正に盛者必衰、何事も終わりというものは来るものです。
変身ブームが衰退していくようになった原因は複数ありますが、代表的なものとして、国内情勢ではオイルショックが発生し、ドカンドカンと派手な爆破による演出等が難しくなってしまったこと。さらには子ども達の関心が、次第に巨大ロボットアニメを筆頭とする別のコンテンツへと移行していった等の要因が挙げられます(余談ですが、東映動画制作のロボットアニメ『マジンガーZ(1972)』の裏番組は宣弘社制作の変身ヒーロー番組『アイアンキング(1972)』。アイアンキングが視聴率的に苦戦を強いられたのも、これとばかりは「相手が悪かったか・・」と思います)。
ブームのピーク時は増産体制に入っていた数々の変身ヒーロー番組も次々に放送を終了し、ウルトラマンも仮面ライダーもシリーズを一旦終了させる事態へと陥ることになりました。
・・・しかし、先述した変身ブームの中で誕生した一部のヒーロー達は、その活躍の場を日本から海外へと移した者もおり、彼らの向かった先が米国・ハワイ州だったのです。
「そもそも、どういった経緯でハワイに特撮ヒーローが入ってきたの?」という方も多いと思います。そこで、簡単にその背景をお話しすると、大きな要因は「ハワイでの日本語専門チャンネルの開設」でした。
戦前より日系人が多かったハワイでは1960年代より、州内各局にて日本のテレビ番組の長時間放送を希望する声が現地の日系人達から高まりました。
そこで、1967年に海外で初の日本語テレビ局である「KIKU-TV」が開設されます。当テレビ局の開設にあたり、KIKU-TVは日本からのテレビ番組の調達を開始します。その際に買い付けられたのが、株式会社東映(以降、東映)制作の特撮ヒーロー番組『人造人間キカイダー(1972)』でした。
漫画家・石ノ森章太郎先生原作の『人造人間キカイダー』は、変身ブームまっただ中である1972年7月から1973年5月まで、NET(現在のテレビ朝日)にて、30分番組として放送されました。世界征服を企む悪の組織「ダーク」が送り込むロボットと、人間を守るキカイダーが戦う内容で毎週展開されました。
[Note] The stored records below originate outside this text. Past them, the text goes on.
//! Note categories and their display lookup tables.
//!
//! The category set is fixed at compile time. Stored rows carry the code
//! (`"BUSINESS"`); the human-readable label and display color are looked up
//! from [`CATEGORY_TABLE`] when a note is presented.

use serde::Serialize;

// ---------------------------------------------------------------------------
// Enumeration
// ---------------------------------------------------------------------------

/// Classification tag attached to every note.
#[derive(Debug, Clone, Copy, PartialEq, Eq, Hash, Serialize)]
#[serde(rename_all = "SCREAMING_SNAKE_CASE")]
pub enum Category {
    Business,
    Personal,
    Health,
    Study,
    Work,
    Important,
}

/// Category assigned when a write omits one.
pub const DEFAULT_CATEGORY: Category = Category::Personal;

/// One row of the category lookup table.
#[derive(Debug, Clone, Copy)]
pub struct CategoryInfo {
    pub category: Category,
    pub code: &'static str,
    pub label: &'static str,
    pub color: &'static str,
}

/// Every category in declaration order. Indexed by `Category as usize`.
pub static CATEGORY_TABLE: [CategoryInfo; 6] = [
    CategoryInfo {
        category: Category::Business,
        code: "BUSINESS",
        label: "Business",
        color: "navy",
    },
    CategoryInfo {
        category: Category::Personal,
        code: "PERSONAL",
        label: "Personal",
        color: "teal",
    },
    CategoryInfo {
        category: Category::Health,
        code: "HEALTH",
        label: "Health",
        color: "green",
    },
    CategoryInfo {
        category: Category::Study,
        code: "STUDY",
        label: "Study",
        color: "blue",
    },
    CategoryInfo {
        category: Category::Work,
        code: "WORK",
        label: "Work",
        color: "orange",
    },
    CategoryInfo {
        category: Category::Important,
        code: "IMPORTANT",
        label: "Important",
        color: "red",
    },
];

fn info(category: Category) -> &'static CategoryInfo {
    &CATEGORY_TABLE[category as usize]
}

impl Category {
    /// Stored code, e.g. `"BUSINESS"`.
    pub fn code(self) -> &'static str {
        info(self).code
    }

    /// Parse a stored code. Case-sensitive.
    pub fn from_code(code: &str) -> Option<Self> {
        CATEGORY_TABLE
            .iter()
            .find(|entry| entry.code == code)
            .map(|entry| entry.category)
    }
}

/// Human-readable label for a category (`BUSINESS` -> `"Business"`).
pub fn display_label(category: Category) -> &'static str {
    info(category).label
}

/// Fixed display color for a category (`BUSINESS` -> `"navy"`).
pub fn display_color(category: Category) -> &'static str {
    info(category).color
}

/// All accepted codes in declaration order.
pub fn valid_codes() -> impl Iterator<Item = &'static str> {
    CATEGORY_TABLE.iter().map(|entry| entry.code)
}

// ---------------------------------------------------------------------------
// Validation
// ---------------------------------------------------------------------------

/// A category code outside the fixed set.
#[derive(Debug, Clone, PartialEq, Eq, thiserror::Error)]
#[error("Invalid Category '{value}'. Please choose from: {}.", valid_codes().collect::<Vec<_>>().join(", "))]
pub struct InvalidCategory {
    pub value: String,
}

impl InvalidCategory {
    /// The codes that would have been accepted.
    pub fn accepted(&self) -> Vec<&'static str> {
        valid_codes().collect()
    }
}

/// Check a submitted category code against the whitelist.
pub fn validate_category(value: &str) -> Result<Category, InvalidCategory> {
    Category::from_code(value).ok_or_else(|| InvalidCategory {
        value: value.to_string(),
    })
}

impl TryFrom<String> for Category {
    type Error = InvalidCategory;

    fn try_from(value: String) -> Result<Self, Self::Error> {
        Category::from_code(&value).ok_or(InvalidCategory { value })
    }
}

// ---------------------------------------------------------------------------
// Tests
// ---------------------------------------------------------------------------

#[cfg(test)]
mod tests {
    use assert_matches::assert_matches;

    use super::*;

    #[test]
    fn table_is_indexed_by_discriminant() {
        for (idx, entry) in CATEGORY_TABLE.iter().enumerate() {
            assert_eq!(entry.category as usize, idx);
        }
    }

    #[test]
    fn labels_match_codes() {
        assert_eq!(display_label(Category::Business), "Business");
        assert_eq!(display_label(Category::Personal), "Personal");
        assert_eq!(display_label(Category::Health), "Health");
        assert_eq!(display_label(Category::Study), "Study");
        assert_eq!(display_label(Category::Work), "Work");
        assert_eq!(display_label(Category::Important), "Important");
    }

    #[test]
    fn colors_match_codes() {
        let colors: Vec<_> = CATEGORY_TABLE
            .iter()
            .map(|entry| display_color(entry.category))
            .collect();
        assert_eq!(colors, ["navy", "teal", "green", "blue", "orange", "red"]);
    }

    #[test]
    fn every_code_parses_back() {
        for entry in &CATEGORY_TABLE {
            assert_eq!(Category::from_code(entry.code), Some(entry.category));
            assert_eq!(entry.category.code(), entry.code);
        }
    }

    #[test]
    fn serializes_as_code() {
        let json = serde_json::to_value(Category::Important).unwrap();
        assert_eq!(json, "IMPORTANT");
    }

    #[test]
    fn default_is_personal() {
        assert_eq!(DEFAULT_CATEGORY.code(), "PERSONAL");
    }

    #[test]
    fn validate_accepts_known_code() {
        assert_matches!(validate_category("HEALTH"), Ok(Category::Health));
    }

    #[test]
    fn validate_is_case_sensitive() {
        assert!(validate_category("health").is_err());
        assert!(validate_category("Health").is_err());
    }

    #[test]
    fn invalid_category_names_value_and_choices() {
        let err = validate_category("BOGUS").unwrap_err();
        assert_eq!(err.value, "BOGUS");
        assert_eq!(err.accepted().len(), 6);
        assert_eq!(
            err.to_string(),
            "Invalid Category 'BOGUS'. Please choose from: \
             BUSINESS, PERSONAL, HEALTH, STUDY, WORK, IMPORTANT."
        );
    }

    #[test]
    fn empty_category_rejected() {
        assert!(validate_category("").is_err());
    }

    #[test]
    fn try_from_string() {
        assert_matches!(Category::try_from("WORK".to_string()), Ok(Category::Work));
        assert_matches!(
            Category::try_from("PLAY".to_string()),
            Err(InvalidCategory { value }) if value == "PLAY"
        );
    }
}
//! Repository for the `notes` table.

use notes_core::note::{NoteFields, NotePatch};
use notes_core::slug::{candidate, slugify, MAX_SLUG_ATTEMPTS};
use sqlx::PgPool;

use crate::models::note::Note;

/// Column list for notes queries.
const COLUMNS: &str = "id, title, body, slug, category, created, updated";

/// Failure modes of [`NoteRepo::create`].
#[derive(Debug, thiserror::Error)]
pub enum CreateNoteError {
    #[error(transparent)]
    Database(#[from] sqlx::Error),

    #[error("no free slug for base '{base}' after {attempts} attempts")]
    SlugExhausted { base: String, attempts: usize },
}

/// Provides CRUD operations for notes. Notes are addressed by slug.
pub struct NoteRepo;

impl NoteRepo {
    /// Create a note, deriving a unique slug from its title.
    ///
    /// Each attempt is a single `INSERT ... ON CONFLICT DO NOTHING` against
    /// the `uq_notes_slug` constraint, so the uniqueness check and the write
    /// are one atomic statement. A conflict moves on to the next candidate
    /// (`base-xxxxxx`).
    pub async fn create(pool: &PgPool, input: &NoteFields) -> Result<Note, CreateNoteError> {
        let base = slugify(&input.title);

        for attempt in 0..MAX_SLUG_ATTEMPTS {
            let slug = candidate(&base, attempt);
            if let Some(note) = Self::insert_with_slug(pool, input, &slug).await? {
                return Ok(note);
            }
            tracing::debug!(slug = %slug, attempt, "Slug taken, retrying with suffix");
        }

        Err(CreateNoteError::SlugExhausted {
            base,
            attempts: MAX_SLUG_ATTEMPTS,
        })
    }

    /// Insert a note with an explicit slug. Returns `None` if the slug is taken.
    pub async fn insert_with_slug(
        pool: &PgPool,
        input: &NoteFields,
        slug: &str,
    ) -> Result<Option<Note>, sqlx::Error> {
        let query = format!(
            "INSERT INTO notes (title, body, slug, category)
             VALUES ($1, $2, $3, $4)
             ON CONFLICT ON CONSTRAINT uq_notes_slug DO NOTHING
             RETURNING {COLUMNS}"
        );
        sqlx::query_as::<_, Note>(&query)
            .bind(&input.title)
            .bind(&input.body)
            .bind(slug)
            .bind(input.category.code())
            .fetch_optional(pool)
            .await
    }

    /// Find a note by its slug.
    pub async fn find_by_slug(pool: &PgPool, slug: &str) -> Result<Option<Note>, sqlx::Error> {
        let query = format!("SELECT {COLUMNS} FROM notes WHERE slug = $1");
        sqlx::query_as::<_, Note>(&query)
            .bind(slug)
            .fetch_optional(pool)
            .await
    }

    /// List all notes, most recently updated first.
    pub async fn list(pool: &PgPool) -> Result<Vec<Note>, sqlx::Error> {
        let query = format!("SELECT {COLUMNS} FROM notes ORDER BY updated DESC, id DESC");
        sqlx::query_as::<_, Note>(&query).fetch_all(pool).await
    }

    /// Overwrite title, category and body. Returns `None` if no note has `slug`.
    pub async fn update(
        pool: &PgPool,
        slug: &str,
        input: &NoteFields,
    ) -> Result<Option<Note>, sqlx::Error> {
        let query = format!(
            "UPDATE notes SET
                title = $2,
                category = $3,
                body = $4,
                updated = GREATEST(NOW(), updated)
             WHERE slug = $1
             RETURNING {COLUMNS}"
        );
        sqlx::query_as::<_, Note>(&query)
            .bind(slug)
            .bind(&input.title)
            .bind(input.category.code())
            .bind(&input.body)
            .fetch_optional(pool)
            .await
    }

    /// Overwrite only the supplied fields. Returns `None` if no note has `slug`.
    pub async fn patch(
        pool: &PgPool,
        slug: &str,
        input: &NotePatch,
    ) -> Result<Option<Note>, sqlx::Error> {
        let query = format!(
            "UPDATE notes SET
                title = COALESCE($2, title),
                category = COALESCE($3, category),
                body = COALESCE($4, body),
                updated = GREATEST(NOW(), updated)
             WHERE slug = $1
             RETURNING {COLUMNS}"
        );
        sqlx::query_as::<_, Note>(&query)
            .bind(slug)
            .bind(input.title.as_deref())
            .bind(input.category.map(|c| c.code()))
            .bind(input.body.as_deref())
            .fetch_optional(pool)
            .await
    }

    /// Permanently delete a note. Returns `true` if a row was removed.
    pub async fn delete(pool: &PgPool, slug: &str) -> Result<bool, sqlx::Error> {
        let result = sqlx::query("DELETE FROM notes WHERE slug = $1")
            .bind(slug)
            .execute(pool)
            .await?;
        Ok(result.rows_affected() > 0)
    }
}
本作の主人公であるキカイダーは人々を守るロボットでありながら、善悪を判別する装置(良心回路)を取り付けられたことにより、「何が良いことで何が悪いことか」について苦悩するヒーローでもありました。
本作が選出された背景として、総支配人のジョアン二宮氏によれば『人造人間キカイダー』の物語が内包していたヒーローの弱さや親しみが導入され、人間味のあるところが日系をはじめとするアジア系の多いハワイの視聴者にヒットするという確信だったそうです。
『人造人間キカイダー』がハワイへ輸入されたのは、日本での放送が終了した1973年のこと。当時のハワイのテレビ事情は、海外ドラマは吹き替えが主流でした。
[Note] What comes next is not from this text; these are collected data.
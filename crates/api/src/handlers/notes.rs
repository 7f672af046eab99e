//! Handlers for the notes resource.
//!
//! Notes are addressed by slug. Writes are validated before the store is
//! touched; every successful response carries the read projection
//! ([`NoteResponse`]).

use axum::extract::rejection::JsonRejection;
use axum::extract::{Path, State};
use axum::http::StatusCode;
use axum::response::IntoResponse;
use axum::Json;
use notes_core::error::CoreError;
use notes_core::note::NotePayload;
use notes_db::models::note::Note;
use notes_db::repositories::NoteRepo;

use crate::error::{AppError, AppResult};
use crate::projection::NoteResponse;
use crate::response::DataResponse;
use crate::state::AppState;

/// Fetch a note by slug or return 404.
async fn ensure_note_by_slug(pool: &sqlx::PgPool, slug: &str) -> AppResult<Note> {
    NoteRepo::find_by_slug(pool, slug)
        .await?
        .ok_or_else(|| not_found(slug))
}

fn not_found(slug: &str) -> AppError {
    AppError::Core(CoreError::NotFound {
        entity: "Note",
        key: slug.to_string(),
    })
}

/// GET /api/v1/notes
///
/// List all notes, most recently updated first.
pub async fn list_notes(State(state): State<AppState>) -> AppResult<impl IntoResponse> {
    let notes = NoteRepo::list(&state.pool).await?;
    let data: Vec<NoteResponse> = notes.into_iter().map(NoteResponse::from).collect();

    Ok(Json(DataResponse { data }))
}

/// POST /api/v1/notes
///
/// Create a note. The slug is derived from the title.
pub async fn create_note(
    State(state): State<AppState>,
    payload: Result<Json<NotePayload>, JsonRejection>,
) -> AppResult<impl IntoResponse> {
    let Json(payload) = payload?;
    let input = payload.into_fields()?;

    let note = NoteRepo::create(&state.pool, &input).await?;

    tracing::info!(note_id = note.id, slug = %note.slug, "Note created");

    Ok((
        StatusCode::CREATED,
        Json(DataResponse {
            data: NoteResponse::from(note),
        }),
    ))
}

/// GET /api/v1/notes/{slug}
pub async fn get_note(
    State(state): State<AppState>,
    Path(slug): Path<String>,
) -> AppResult<impl IntoResponse> {
    let note = ensure_note_by_slug(&state.pool, &slug).await?;

    Ok(Json(DataResponse {
        data: NoteResponse::from(note),
    }))
}

/// PUT /api/v1/notes/{slug}
///
/// Replace title, category and body. The slug never changes.
pub async fn update_note(
    State(state): State<AppState>,
    Path(slug): Path<String>,
    payload: Result<Json<NotePayload>, JsonRejection>,
) -> AppResult<impl IntoResponse> {
    ensure_note_by_slug(&state.pool, &slug).await?;

    let Json(payload) = payload?;
    let input = payload.into_fields()?;

    let note = NoteRepo::update(&state.pool, &slug, &input)
        .await?
        .ok_or_else(|| not_found(&slug))?;

    tracing::info!(note_id = note.id, slug = %slug, "Note updated");

    Ok(Json(DataResponse {
        data: NoteResponse::from(note),
    }))
}

/// PATCH /api/v1/notes/{slug}
///
/// Overwrite only the supplied fields.
pub async fn patch_note(
    State(state): State<AppState>,
    Path(slug): Path<String>,
    payload: Result<Json<NotePayload>, JsonRejection>,
) -> AppResult<impl IntoResponse> {
    ensure_note_by_slug(&state.pool, &slug).await?;

    let Json(payload) = payload?;
    let patch = payload.into_patch()?;
    if patch.is_empty() {
        tracing::debug!(slug = %slug, "Patch carries no fields, only touching updated");
    }

    let note = NoteRepo::patch(&state.pool, &slug, &patch)
        .await?
        .ok_or_else(|| not_found(&slug))?;

    tracing::info!(note_id = note.id, slug = %slug, "Note patched");

    Ok(Json(DataResponse {
        data: NoteResponse::from(note),
    }))
}

/// DELETE /api/v1/notes/{slug}
pub async fn delete_note(
    State(state): State<AppState>,
    Path(slug): Path<String>,
) -> AppResult<impl IntoResponse> {
    let deleted = NoteRepo::delete(&state.pool, &slug).await?;

    if !deleted {
        return Err(not_found(&slug));
    }

    tracing::info!(slug = %slug, "Note deleted");

    Ok(StatusCode::NO_CONTENT)
}
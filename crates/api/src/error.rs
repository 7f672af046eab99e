use axum::extract::rejection::JsonRejection;
use axum::http::StatusCode;
use axum::response::{IntoResponse, Response};
use notes_core::error::CoreError;
use notes_db::repositories::CreateNoteError;
use serde_json::json;

/// Application-level error type for HTTP handlers.
///
/// Wraps [`CoreError`] for domain errors and adds HTTP-specific variants.
/// Implements [`IntoResponse`] to produce consistent JSON error responses.
#[derive(Debug, thiserror::Error)]
pub enum AppError {
    /// A domain-level error from `notes_core`.
    #[error(transparent)]
    Core(#[from] CoreError),

    /// A database error from sqlx.
    #[error("Database error: {0}")]
    Database(#[from] sqlx::Error),

    /// A bad request with a human-readable message.
    #[error("Bad request: {0}")]
    BadRequest(String),
}

/// Convenience type alias for handler return values.
pub type AppResult<T> = Result<T, AppError>;

impl From<CreateNoteError> for AppError {
    fn from(err: CreateNoteError) -> Self {
        match err {
            CreateNoteError::Database(db) => AppError::Database(db),
            exhausted @ CreateNoteError::SlugExhausted { .. } => {
                AppError::Core(CoreError::Conflict(exhausted.to_string()))
            }
        }
    }
}

impl From<JsonRejection> for AppError {
    fn from(rejection: JsonRejection) -> Self {
        AppError::BadRequest(rejection.body_text())
    }
}

impl IntoResponse for AppError {
    fn into_response(self) -> Response {
        let (status, code, message) = match &self {
            // --- CoreError variants ---
            AppError::Core(core) => match core {
                CoreError::NotFound { entity, key } => (
                    StatusCode::NOT_FOUND,
                    "NOT_FOUND",
                    format!("{entity} '{key}' not found"),
                ),
                CoreError::Validation(_) => (
                    StatusCode::BAD_REQUEST,
                    "VALIDATION_ERROR",
                    "Validation failed".to_string(),
                ),
                CoreError::Conflict(msg) => {
                    tracing::warn!(error = %msg, "Conflict");
                    (StatusCode::CONFLICT, "CONFLICT", msg.clone())
                }
            },

            // --- Database errors ---
            AppError::Database(err) => classify_sqlx_error(err),

            // --- HTTP-specific errors ---
            AppError::BadRequest(msg) => (StatusCode::BAD_REQUEST, "BAD_REQUEST", msg.clone()),
        };

        let mut body = json!({
            "error": message,
            "code": code,
        });

        // Validation failures also carry the field-keyed messages.
        if let AppError::Core(CoreError::Validation(fields)) = &self {
            body["fields"] = json!(fields);
        }

        (status, axum::Json(body)).into_response()
    }
}

/// Classify a sqlx error into an HTTP status, error code, and message.
///
/// - Unique constraint violations (constraint name starting with `uq_`) map to 409.
/// - Everything else maps to 500 with a sanitized message.
fn classify_sqlx_error(err: &sqlx::Error) -> (StatusCode, &'static str, String) {
    match err {
        sqlx::Error::Database(db_err) => {
            // PostgreSQL unique constraint violation: error code 23505
            if db_err.code().as_deref() == Some("23505") {
                let constraint = db_err.constraint().unwrap_or("unknown");
                if constraint.starts_with("uq_") {
                    return (
                        StatusCode::CONFLICT,
                        "CONFLICT",
                        format!("Duplicate value violates unique constraint: {constraint}"),
                    );
                }
            }
            tracing::error!(error = %db_err, "Database error");
            (
                StatusCode::INTERNAL_SERVER_ERROR,
                "INTERNAL_ERROR",
                "An internal error occurred".to_string(),
            )
        }
        other => {
            tracing::error!(error = %other, "Database error");
            (
                StatusCode::INTERNAL_SERVER_ERROR,
                "INTERNAL_ERROR",
                "An internal error occurred".to_string(),
            )
        }
    }
}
しかしこの『人造人間キカイダー』、なんと日本で放送された本編に英語字幕をつける形で、日本語テレビ局のKIKU-TVで放送が開始されました。するとこれが大当たり!日系人が多いというハワイの土壌も手伝ってか、類を見ない大ブームを巻き起こしました。
本作はKIKU-TV史上最高視聴率である24%を記録したほか、当時のショッピングセンターで開催されたサイン会には1万人が押しかけ、やむなく中止になった等、ハワイに爆発的に拡大していったこのキカイダーブームは、なんと特撮ヒーロー番組を観る年齢層ではない若者にも浸透していきます。ディスコにも「人造人間キカイダー」の主題歌「ゴーゴー・キカイダー」がかかって皆が踊り出す現象も発生しました。
Bishop Museum
住所:1525 Bernice St, Honolulu, HI 96817
メール:claudette@bishopmuseum.org
電話番号:808-847-3511
URL:https://www.bishopmuseum.org/%E6%97%A5%E6%9C%AC%E8%AA%9E/(外部リンク)
このキカイダーのヒットに伴い、日本の各映像制作会社はそれに続かんと、自社の変身ヒーロー番組を次々にハワイへ輸出するようになりました。キカイダーを制作した東映は、『仮面ライダーV3』や『秘密戦隊ゴレンジャー』、『イナズマン』をハワイで放映し、円谷プロは『ウルトラセブン』、東宝は『愛の戦士レインボーマン』や『ダイヤモンド・アイ』、ピー・プロは『電人ザボーカー』といったように、数多くの日本の特撮ヒーロー番組がハワイで放送されるようになります。完全一致とまではいかないものの、当時はハワイにおける変身ブームと呼べる時代だったのかもしれません。
しかし、ウルトラマンや仮面ライダーといった強力なライバル達を差し置き、圧倒的な支持を堅持したのがキカイダーだったのです。
もはや社会現象ともいえる爆発的ヒットを巻き起こしたキカイダーですが、この大ブームはハワイの政治の世界にも影響を与えました。
まず、『人造人間キカイダー』及びその続編『キカイダー01』にて主人公を演じた俳優の伴大介氏(キカイダー:ジロー役)と池田駿介氏(キカイダー01:イチロー役)がハワイにて名誉市民に認定されました。日本の変身ヒーロー俳優が外国で名誉市民となった最大の理由とされているのが、「キカイダー」を観て育った子ども達が道徳的に成長したことに対する評価であるとされています。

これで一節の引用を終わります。